Many in here knows my situation with my ex-his father recently died-and I got shit for it. Don't care....somebody's father died. I grieved for his wife and children.....my DH understood. he may not agree but he understood.

knoxmomof2
by Bronze Member on Sep. 19, 2017 at 1:06 PM
3 moms liked this
Well, first of all, death makes us view things differently. It's easy to be pissed at someone who is alive, you would have to be a monster to have zero emotion at the thought of someone you previously loved being sick and close to death. It's also easier to forgive all wrongdoing when you know that you won't have to endure any more. Also, times like this make it easier to feel guilt.

On top of that, they have only been married for 5 years. It took me much longer than that to realize that any feelings my DH had for his ex (and my SD's mom) were natural. No matter how much of a b*tch she is, they once had a life and a home together. I think this new bride is in the same place, and then seeing this increase of emotion is even harder for her to comprehend. It's not cold of her, it's just short-sighted and she should come to see this differently in future years as she matures and becomes more sure of herself and his love for her.
leegirl_jm
by Ruby Member on Sep. 19, 2017 at 2:26 PM

Perhaps.

Quoting Shabby_Chic: Is he supposed to be happy or something?


Career Woman, Wife and Mother of Two Children, a Girl and a Boy.

leegirl_jm
by Ruby Member on Sep. 19, 2017 at 2:29 PM
1 mom liked this

Exactly, it depends on the details of the situation and personalities involved.
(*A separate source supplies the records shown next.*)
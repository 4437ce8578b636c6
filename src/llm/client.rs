//! Streaming client: connect with retry, batch chunks, observe cancellation

use super::types::*;
use super::{ChatTransport, ChunkStream, TransportError};
use crate::error::{classify, DomainError};
use crate::store::Message;
use futures::{Stream, StreamExt};
use std::sync::Arc;
use tokio_util::sync::CancellationToken;

/// How a fragment stream ended. Cancellation is an outcome, not an error.
#[derive(Debug, Clone, PartialEq)]
pub enum StreamOutcome {
    Completed,
    Cancelled,
    Failed(DomainError),
}

/// Item pulled from a `FragmentStream`
#[derive(Debug, Clone, PartialEq)]
pub enum StreamEvent {
    Fragment(Fragment),
    /// Always the last event
    Finished(StreamOutcome),
}

/// Performs streaming requests against a `ChatTransport`
#[derive(Clone)]
pub struct StreamingClient {
    transport: Arc<dyn ChatTransport>,
}

impl StreamingClient {
    pub fn new(transport: Arc<dyn ChatTransport>) -> Self {
        Self { transport }
    }

    pub fn transport(&self) -> &Arc<dyn ChatTransport> {
        &self.transport
    }

    /// Start a lazy, one-shot stream over `context`.
    ///
    /// Nothing is sent until the first `next()`. If `cancel` is already
    /// triggered by then, the stream finishes `Cancelled` without touching
    /// the transport.
    pub fn stream(
        &self,
        context: &[Message],
        options: &StreamOptions,
        cancel: CancellationToken,
    ) -> FragmentStream {
        let request = ChatRequest {
            model: options.model.clone(),
            messages: context.iter().map(ChatMessage::from).collect(),
            think: options.think,
            num_ctx: options.num_ctx,
        };

        FragmentStream {
            transport: Arc::clone(&self.transport),
            request,
            options: options.clone(),
            batch_size: options.batch_size.max(1),
            cancel,
            phase: Phase::Connect,
            buffer: Fragment::default(),
            pending: None,
            attempts: 0,
        }
    }

    /// Make sure `model` is installed, pulling it when allowed
    pub async fn ensure_model_ready(
        &self,
        model: &str,
        pull_if_missing: bool,
    ) -> Result<(), DomainError> {
        let models = self.transport.list_models().await.map_err(classify)?;
        if let Some(found) = models.iter().find(|m| m.matches(model)) {
            tracing::debug!(model = %found.name, size_bytes = ?found.size, "Model available");
            return Ok(());
        }

        if !pull_if_missing {
            return Err(DomainError::model_not_found(format!(
                "Model {model:?} is not installed on {}.",
                self.transport.endpoint()
            )));
        }

        tracing::info!(model = %model, endpoint = %self.transport.endpoint(), "Pulling missing model");
        self.transport.pull_model(model).await.map_err(classify)
    }

    /// Whether the backend answers at all
    pub async fn check_connection(&self) -> bool {
        self.transport.list_models().await.is_ok()
    }
}

enum Phase {
    Connect,
    Open(ChunkStream),
    Done,
}

enum Read {
    Cancelled,
    Chunk(RawChunk),
    Failed(TransportError),
    End,
}

/// Lazy sequence of batched fragments ending in exactly one `Finished`
pub struct FragmentStream {
    transport: Arc<dyn ChatTransport>,
    request: ChatRequest,
    options: StreamOptions,
    batch_size: usize,
    cancel: CancellationToken,
    phase: Phase,
    buffer: Fragment,
    /// Outcome held back while the final buffered fragment is delivered
    pending: Option<StreamOutcome>,
    attempts: u32,
}

impl FragmentStream {
    /// Connection attempts made so far
    pub fn attempts(&self) -> u32 {
        self.attempts
    }

    /// Pull the next event. Returns `None` once `Finished` has been yielded.
    pub async fn next(&mut self) -> Option<StreamEvent> {
        if let Some(outcome) = self.pending.take() {
            return Some(StreamEvent::Finished(outcome));
        }

        loop {
            match &mut self.phase {
                Phase::Done => return None,
                Phase::Connect => match self.connect().await {
                    Ok(chunks) => self.phase = Phase::Open(chunks),
                    Err(outcome) => return Some(self.finish(outcome)),
                },
                Phase::Open(chunks) => {
                    let read = tokio::select! {
                        biased;
                        () = self.cancel.cancelled() => Read::Cancelled,
                        item = chunks.next() => match item {
                            Some(Ok(chunk)) => Read::Chunk(chunk),
                            Some(Err(e)) => Read::Failed(e),
                            None => Read::End,
                        },
                    };

                    match read {
                        Read::Cancelled => {
                            tracing::debug!(model = %self.request.model, "Stream cancelled");
                            return Some(self.finish(StreamOutcome::Cancelled));
                        }
                        Read::Chunk(chunk) => {
                            if !chunk.is_empty() {
                                self.buffer.push(&chunk);
                            }
                            if chunk.done {
                                return Some(self.finish(StreamOutcome::Completed));
                            }
                            if self.buffer.chunks >= self.batch_size {
                                return Some(StreamEvent::Fragment(std::mem::take(
                                    &mut self.buffer,
                                )));
                            }
                        }
                        Read::Failed(e) => {
                            tracing::warn!(model = %self.request.model, error = %e, "Stream failed mid-response");
                            return Some(self.finish(StreamOutcome::Failed(classify(e))));
                        }
                        Read::End => return Some(self.finish(StreamOutcome::Completed)),
                    }
                }
            }
        }
    }

    /// Drop the transport stream, then deliver what is buffered before the
    /// outcome.
    fn finish(&mut self, outcome: StreamOutcome) -> StreamEvent {
        self.phase = Phase::Done;
        if self.buffer.chunks == 0 {
            return StreamEvent::Finished(outcome);
        }
        self.pending = Some(outcome);
        StreamEvent::Fragment(std::mem::take(&mut self.buffer))
    }

    async fn connect(&mut self) -> Result<ChunkStream, StreamOutcome> {
        let mut retry = 0u32;
        loop {
            if self.cancel.is_cancelled() {
                return Err(StreamOutcome::Cancelled);
            }

            self.attempts += 1;
            tracing::debug!(
                model = %self.request.model,
                attempt = self.attempts,
                "Opening chat stream"
            );

            let opened = tokio::select! {
                biased;
                () = self.cancel.cancelled() => return Err(StreamOutcome::Cancelled),
                result = tokio::time::timeout(
                    self.options.timeout,
                    self.transport.open_stream(&self.request),
                ) => result,
            };

            let error = match opened {
                Ok(Ok(chunks)) => return Ok(chunks),
                Ok(Err(e)) => e,
                Err(_elapsed) => TransportError::ConnectTimeout(self.options.timeout),
            };

            if !error.is_retryable() || retry >= self.options.max_retries {
                tracing::error!(
                    model = %self.request.model,
                    attempts = self.attempts,
                    error = %error,
                    "Giving up on chat stream"
                );
                return Err(StreamOutcome::Failed(classify(error)));
            }

            let delay = self.options.backoff(retry);
            tracing::warn!(
                model = %self.request.model,
                attempt = self.attempts,
                delay_ms = %delay.as_millis(),
                error = %error,
                "Connection failed, retrying"
            );

            tokio::select! {
                biased;
                () = self.cancel.cancelled() => return Err(StreamOutcome::Cancelled),
                () = tokio::time::sleep(delay) => {}
            }
            retry += 1;
        }
    }

    /// Adapt to a `futures::Stream`
    pub fn into_stream(self) -> impl Stream<Item = StreamEvent> + Send {
        futures::stream::unfold(self, |mut fragments| async move {
            fragments.next().await.map(|event| (event, fragments))
        })
    }
}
I am a very black and white person but I understand that there will still be some emotion for some people in situations like this. If I really disliked an Ex, I probably wouldn't feel anything in hearing this news either.
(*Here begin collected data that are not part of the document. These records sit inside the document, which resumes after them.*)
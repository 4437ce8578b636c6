//! Session state types

use crate::error::{DomainError, DomainErrorKind};
use serde::{Deserialize, Serialize};
use std::fmt;

/// Session state
#[derive(Debug, Clone, Default, PartialEq, Eq, Serialize, Deserialize)]
#[serde(tag = "type", rename_all = "snake_case")]
pub enum SessionState {
    /// Ready for input, no stream task
    #[default]
    Idle,

    /// A stream task is running and feeding the in-progress reply
    Streaming,

    /// Cancellation signalled; the stream task has not finished yet
    Cancelling,

    /// Last stream failed - UI displays this state directly
    Error {
        kind: DomainErrorKind,
        message: String,
    },
}

impl SessionState {
    pub fn from_error(error: &DomainError) -> Self {
        SessionState::Error {
            kind: error.kind,
            message: error.message.clone(),
        }
    }

    /// Whether a new submission would be accepted
    pub fn is_ready(&self) -> bool {
        matches!(self, SessionState::Idle | SessionState::Error { .. })
    }

    /// A stream task may be alive
    pub fn is_busy(&self) -> bool {
        matches!(self, SessionState::Streaming | SessionState::Cancelling)
    }

    pub fn name(&self) -> &'static str {
        match self {
            SessionState::Idle => "idle",
            SessionState::Streaming => "streaming",
            SessionState::Cancelling => "cancelling",
            SessionState::Error { .. } => "error",
        }
    }
}

impl fmt::Display for SessionState {
    fn fmt(&self, f: &mut fmt::Formatter<'_>) -> fmt::Result {
        match self {
            SessionState::Error { kind, message } => write!(f, "error ({kind}): {message}"),
            other => f.write_str(other.name()),
        }
    }
}

/// What happens to a half-streamed reply when its stream is cancelled
#[derive(Debug, Clone, Copy, Default, PartialEq, Eq, Serialize, Deserialize)]
#[serde(rename_all = "snake_case")]
pub enum PartialContent {
    /// Append what arrived as an assistant message
    Keep,
    /// Drop it
    #[default]
    Discard,
}

impl PartialContent {
    pub fn from_keep(keep: bool) -> Self {
        if keep {
            PartialContent::Keep
        } else {
            PartialContent::Discard
        }
    }
}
Quoting LaughCryLive: I honestly wouldn't care and my daughter doesn't even know him.


Career Woman, Wife and Mother of Two Children, a Girl and a Boy.

leegirl_jm
by Ruby Member on Sep. 19, 2017 at 2:31 PM

I can understand the upset for his children. I would have to know more of the divorce and post-divorce periods to understand an upset beyond normal human compassion. 

Quoting knoxmomof2: Well, first of all, death makes us view things differently. It's easy to be pissed at someone who is alive, you would have to be a monster to have zero emotion at the thought of someone you previously loved being sick and close to death. It's also easier to forgive all wrongdoing when you know that you won't have to endure any more. Also, times like this make it easier to feel guilt. On top of that, they have only been married for 5 years. It took me much longer than that to realize that any feelings my DH had for his ex (and my SD's mom) were natural. No matter how much of a b*tch she is, they once had a life and a home together. I think this new bride is in the same place, and then seeing this increase of emotion is even harder for her to comprehend. It's not cold of her, it's just short-sighted and she should come to see this differently in future years as she matures and becomes more sure of herself and his love for her.


Career Woman, Wife and Mother of Two Children, a Girl and a Boy.

sheramom4
by Silver Member on Sep. 19, 2017 at 4:46 PM
2 moms liked this

At some point in my life I loved my ex husband. Adored him. We were high school sweethearts. I have been happily with DH for 17 years and if something happened to my ex, not only would I be upset, DH would be upset. He would be upset for me and for my children. We would cry. We would want to help.